__ASSIGNED TASK__. Only the lines from the beginning of the data below through the line containing "batch and which" belong in the response, each copied exactly.

(DATASET RECORDS)

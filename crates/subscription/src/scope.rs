//! Classification of what a subscription reads.

use message_store::{GetOptions, Message};

/// The scope a subscriber tails: one command stream, one entity stream, or
/// a whole category.
///
/// The scope decides which repository read serves the next batch and which
/// position field acts as the resume cursor: stream scopes track the
/// per-stream position, the category scope tracks the global position.
#[derive(Debug, Clone, PartialEq, Eq)]
pub enum SubscriptionScope {
    CommandStream { category: String },
    EntityStream { category: String, entity_id: String },
    Category { category: String },
}

impl SubscriptionScope {
    /// The cursor position of a message under this scope.
    pub fn position_of(&self, message: &Message) -> i64 {
        match self {
            SubscriptionScope::CommandStream { .. } | SubscriptionScope::EntityStream { .. } => {
                message.position()
            }
            SubscriptionScope::Category { .. } => message.global_position(),
        }
    }

    /// Builds the read for the next batch at the cursor `since_position`.
    ///
    /// Reads are inclusive at the cursor for both position kinds. The
    /// poller resumes one past the last processed position, so the batch
    /// delivered is everything strictly after it; a fetch that excluded the
    /// cursor itself would silently skip the message sitting there.
    pub(crate) fn read_options(&self, since_position: i64, batch_size: i64) -> GetOptions {
        let options = GetOptions::new().batch_size(batch_size);
        match self {
            SubscriptionScope::CommandStream { category } => options
                .command_stream(category.as_str())
                .since_version(since_position),
            SubscriptionScope::EntityStream {
                category,
                entity_id,
            } => options
                .event_stream(category.as_str(), entity_id.as_str())
                .since_version(since_position),
            SubscriptionScope::Category { category } => options
                .category(category.as_str())
                .since_position(since_position),
        }
    }
}
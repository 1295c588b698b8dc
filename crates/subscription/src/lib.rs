//! Continuous consumption of streams and categories.
//!
//! This crate provides the subscription side of the message store:
//! - [`MessageHandler`] for processing messages of one type
//! - [`SubscriptionWorker`] for the stateless operations one poll is made of
//! - [`Poller`] for the cursor and position-flush state machine
//! - [`Subscriber`] for the poll loop with graceful shutdown

pub mod config;
pub mod error;
pub mod handler;
pub mod poller;
pub mod scope;
pub mod subscriber;
pub mod worker;

pub use config::{OnError, SubscriberConfig, SubscriberConfigBuilder};
pub use error::{HandlerError, Result, SubscriberError};
pub use handler::MessageHandler;
pub use poller::Poller;
pub use scope::SubscriptionScope;
pub use subscriber::{Subscriber, SubscriberHandle};
pub use worker::{CommittedPosition, POSITION_COMMITTED, ProcessedBatch, SubscriptionWorker, Worker};
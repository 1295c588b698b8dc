use repository::RepositoryError;
use thiserror::Error;

/// Producer-side validation errors raised before anything touches the log.
#[derive(Debug, Error)]
pub enum MessageError {
    /// The message has no type tag.
    #[error("message is missing a type")]
    MissingType,

    /// The message has no category.
    #[error("message is missing a category")]
    MissingCategory,

    /// The category contains a hyphen, which would make entity stream names
    /// ambiguous.
    #[error("message category cannot contain a hyphen")]
    InvalidCategory,

    /// The message has a nil ID.
    #[error("message is missing an id")]
    MissingId,

    /// The event has no entity ID.
    #[error("event is missing an entity id")]
    MissingEntityId,

    /// The message has no data payload.
    #[error("message is missing data")]
    MissingData,

    /// The data payload could not be serialized to JSON.
    #[error("message data cannot be serialized: {0}")]
    UnserializableData(#[source] serde_json::Error),
}

/// Errors surfaced by [`MessageStore`](crate::MessageStore) operations.
#[derive(Debug, Error)]
pub enum MessageStoreError {
    /// A producer message failed validation.
    #[error(transparent)]
    Message(#[from] MessageError),

    /// The repository failed; transport errors pass through unchanged.
    #[error(transparent)]
    Repository(#[from] RepositoryError),

    /// A get was issued without a stream or category scope.
    #[error("get requires a stream or a category")]
    NeedsStreamOrCategory,

    /// A get named both a stream and a category.
    #[error("get cannot use both a stream and a category")]
    CannotUseBothStreamAndCategory,

    /// A get named more than one stream or more than one category.
    #[error("get accepts exactly one stream or category scope")]
    MultipleScopes,

    /// The requested batch size was zero or negative.
    #[error("batch size must be greater than zero")]
    InvalidBatchSize,

    /// `since_version` only applies to stream reads.
    #[error("since_version only applies to stream reads")]
    SinceVersionRequiresStream,

    /// `since_position` only applies to category reads.
    #[error("since_position only applies to category reads")]
    SincePositionRequiresCategory,
}

/// Result type for message store operations.
pub type Result<T> = std::result::Result<T, MessageStoreError>;
use thiserror::Error;

/// Errors that can occur when interacting with the message store.
#[derive(Debug, Error)]
pub enum RepositoryError {
    /// The message has no ID.
    #[error("message has no id")]
    NoMessageId,

    /// The stream name is empty.
    #[error("invalid stream name")]
    InvalidStreamName,

    /// The category is empty or contains a hyphen.
    #[error("invalid category")]
    InvalidCategory,

    /// The expected position is below -1.
    #[error("invalid expected position: {0}")]
    InvalidPosition(i64),

    /// A negative batch size was requested.
    #[error("negative batch size: {0}")]
    NegativeBatchSize(i64),

    /// An append with an expected position did not match the stream head.
    #[error("version conflict on stream {stream}: expected position {expected}")]
    VersionConflict { stream: String, expected: i64 },

    /// A database error occurred.
    #[error("database error: {0}")]
    Database(#[from] sqlx::Error),

    /// A serialization/deserialization error occurred.
    #[error("serialization error: {0}")]
    Serialization(#[from] serde_json::Error),
}

/// Result type for repository operations.
pub type Result<T> = std::result::Result<T, RepositoryError>;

(End DATASET RECORDS)

__RESPONSE FOR THIS EXERCISE__.
filename crates/subscription/src/scope.rs
//! Classification of what a subscription reads.

use message_store::{GetOptions, Message};

/// The scope a subscriber tails: one command stream, one entity stream, or
/// a whole category.
///
/// The scope decides which repository read serves the next batch and which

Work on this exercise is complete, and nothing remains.